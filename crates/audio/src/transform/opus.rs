//! Opus-Encoder als Transformations-Stufe
//!
//! Kodiert 16-Bit-PCM-Frames zu Opus-Paketen (Aufnahme-Frontend). Nach
//! dieser Stufe hat der Strom kein festes Frame-Raster mehr.

use audiopus::{coder::Encoder, Application, Bitrate, Channels, SampleRate};
use tracing::debug;

use super::TransformStage;
use crate::error::{AudioError, AudioResult};
use crate::format::{AudioFormat, SampleFormat, StreamFormat};
use crate::frame::Frame;

/// Codec-Name im `StreamFormat::Encoded`
pub const CODEC: &str = "opus";

/// Max. 4000 Bytes reichen fuer jedes Opus-Paket
const MAX_PACKET: usize = 4000;

/// Erlaubte Frame-Dauern in halben Millisekunden (2.5, 5, 10, 20, 40, 60 ms)
const HALF_MS: [u64; 6] = [5, 10, 20, 40, 80, 120];

pub struct OpusEncodeStage {
    encoder: Encoder,
    input: AudioFormat,
    bitrate_kbps: u32,
    bytes_in: u64,
    bytes_out: u64,
}

impl OpusEncodeStage {
    pub fn new(input: AudioFormat, bitrate_kbps: u32) -> AudioResult<Self> {
        if input.sample_format != SampleFormat::S16 {
            return Err(AudioError::FormatMismatch(format!(
                "Opus erwartet 16 bit PCM, bekommt {}",
                input.sample_format
            )));
        }
        if !(6..=510).contains(&bitrate_kbps) {
            return Err(AudioError::Konfiguration(format!(
                "Opus-Bitrate {bitrate_kbps} kbps ausserhalb 6..=510"
            )));
        }
        let frames = input.buffer_frames as u64 * 2000;
        if !HALF_MS.iter().any(|h| frames == input.sample_rate as u64 * h) {
            return Err(AudioError::Konfiguration(format!(
                "Opus unterstuetzt keine Frame-Groesse von {} Samples bei {} Hz",
                input.buffer_frames, input.sample_rate
            )));
        }

        let encoder = build_encoder(&input, bitrate_kbps)?;
        debug!(bitrate_kbps, format = %input, "Opus-Stufe erstellt");

        Ok(Self {
            encoder,
            input,
            bitrate_kbps,
            bytes_in: 0,
            bytes_out: 0,
        })
    }

    /// Verhaeltnis Eingabe- zu Ausgabe-Bytes seit dem letzten Reset
    pub fn compression_ratio(&self) -> f64 {
        if self.bytes_out == 0 {
            return 0.0;
        }
        self.bytes_in as f64 / self.bytes_out as f64
    }
}

fn build_encoder(input: &AudioFormat, bitrate_kbps: u32) -> AudioResult<Encoder> {
    let rate = match input.sample_rate {
        8000 => SampleRate::Hz8000,
        12000 => SampleRate::Hz12000,
        16000 => SampleRate::Hz16000,
        24000 => SampleRate::Hz24000,
        48000 => SampleRate::Hz48000,
        other => {
            return Err(AudioError::FormatMismatch(format!(
                "Opus unterstuetzt {other} Hz nicht"
            )))
        }
    };
    let channels = match input.channels {
        1 => Channels::Mono,
        2 => Channels::Stereo,
        other => {
            return Err(AudioError::FormatMismatch(format!(
                "Opus unterstuetzt {other} Kanaele nicht"
            )))
        }
    };

    let mut encoder = Encoder::new(rate, channels, Application::Audio)
        .map_err(|e| AudioError::transform(CODEC, e.to_string()))?;
    encoder
        .set_bitrate(Bitrate::BitsPerSecond(bitrate_kbps as i32 * 1000))
        .map_err(|e| AudioError::transform(CODEC, e.to_string()))?;
    Ok(encoder)
}

impl TransformStage for OpusEncodeStage {
    fn name(&self) -> &str {
        CODEC
    }

    fn output_format(&self, input: &StreamFormat) -> AudioResult<StreamFormat> {
        match input {
            StreamFormat::Pcm(f) if *f == self.input => Ok(StreamFormat::Encoded {
                codec: CODEC.to_string(),
            }),
            other => Err(AudioError::FormatMismatch(format!(
                "Opus-Stufe erwartet PCM {}, bekommt {other}",
                self.input
            ))),
        }
    }

    fn apply(&mut self, frame: Frame) -> AudioResult<Frame> {
        frame
            .check_len(&self.input)
            .map_err(|e| AudioError::transform(CODEC, e.to_string()))?;

        let pcm: Vec<i16> = frame
            .data()
            .chunks_exact(2)
            .map(|b| i16::from_le_bytes([b[0], b[1]]))
            .collect();
        let mut packet = vec![0u8; MAX_PACKET];
        let written = self
            .encoder
            .encode(&pcm, &mut packet)
            .map_err(|e| AudioError::transform(CODEC, e.to_string()))?;
        packet.truncate(written);

        self.bytes_in += frame.len() as u64;
        self.bytes_out += written as u64;
        Ok(frame.with_data(packet))
    }

    fn reset(&mut self) -> AudioResult<()> {
        self.encoder = build_encoder(&self.input, self.bitrate_kbps)?;
        self.bytes_in = 0;
        self.bytes_out = 0;
        Ok(())
    }
}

----------

__Assignment__
Go through the entries and report every line with the string "other".

__Solution to this exercise__
        other => {
                "Opus unterstuetzt {other} Hz nicht"
        other => {
                "Opus unterstuetzt {other} Kanaele nicht"
            other => Err(AudioError::FormatMismatch(format!(
                "Opus-Stufe erwartet PCM {}, bekommt {other}",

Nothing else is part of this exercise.